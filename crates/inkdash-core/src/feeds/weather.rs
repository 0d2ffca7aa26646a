use alloc::string::{String, ToString};
use serde_json::Value;

use crate::json::FieldLookup;

/// Symbol code used when the forecast carries none.
pub const UNKNOWN_SYMBOL: &str = "unknown";

/// Current outdoor conditions.
#[derive(Debug, Clone, PartialEq)]
pub struct WeatherSnapshot {
    pub air_temperature_c: f32,
    pub relative_humidity_pct: f32,
    pub wind_speed_ms: f32,
    pub symbol_code: String,
}

impl Default for WeatherSnapshot {
    fn default() -> Self {
        Self {
            air_temperature_c: 0.0,
            relative_humidity_pct: 0.0,
            wind_speed_ms: 0.0,
            symbol_code: UNKNOWN_SYMBOL.to_string(),
        }
    }
}

impl WeatherSnapshot {
    pub fn from_json(doc: &Value) -> Self {
        let detail = |field: &str| doc.f32_or(&["data", "instant", "details", field], 0.0);

        Self {
            air_temperature_c: detail("air_temperature"),
            relative_humidity_pct: detail("relative_humidity"),
            wind_speed_ms: detail("wind_speed"),
            symbol_code: doc
                .str_or(&["data", "next_1_hours", "summary", "symbol_code"], UNKNOWN_SYMBOL)
                .to_string(),
        }
    }
}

### Problem description
Each line of the listing is to be printed again, unchanged.

### Solution to this task
filename crates/inkdash-core/src/feeds/weather.rs
repository 0d2ffca7aa26646a
use alloc::string::{String, ToString};
use serde_json::Value;

use crate::json::FieldLookup;

/// Symbol code used when the forecast carries none.
pub const UNKNOWN_SYMBOL: &str = "unknown";

/// Current outdoor conditions.
#[derive(Debug, Clone, PartialEq)]
pub struct WeatherSnapshot {
    pub air_temperature_c: f32,
    pub relative_humidity_pct: f32,
    pub wind_speed_ms: f32,
    pub symbol_code: String,
}

impl Default for WeatherSnapshot {
    fn default() -> Self {
        Self {
            air_temperature_c: 0.0,
            relative_humidity_pct: 0.0,
            wind_speed_ms: 0.0,
            symbol_code: UNKNOWN_SYMBOL.to_string(),
        }
    }
}

impl WeatherSnapshot {
    pub fn from_json(doc: &Value) -> Self {
        let detail = |field: &str| doc.f32_or(&["data", "instant", "details", field], 0.0);

        Self {
            air_temperature_c: detail("air_temperature"),
            relative_humidity_pct: detail("relative_humidity"),
            wind_speed_ms: detail("wind_speed"),
            symbol_code: doc
                .str_or(&["data", "next_1_hours", "summary", "symbol_code"], UNKNOWN_SYMBOL)
                .to_string(),
        }
    }
}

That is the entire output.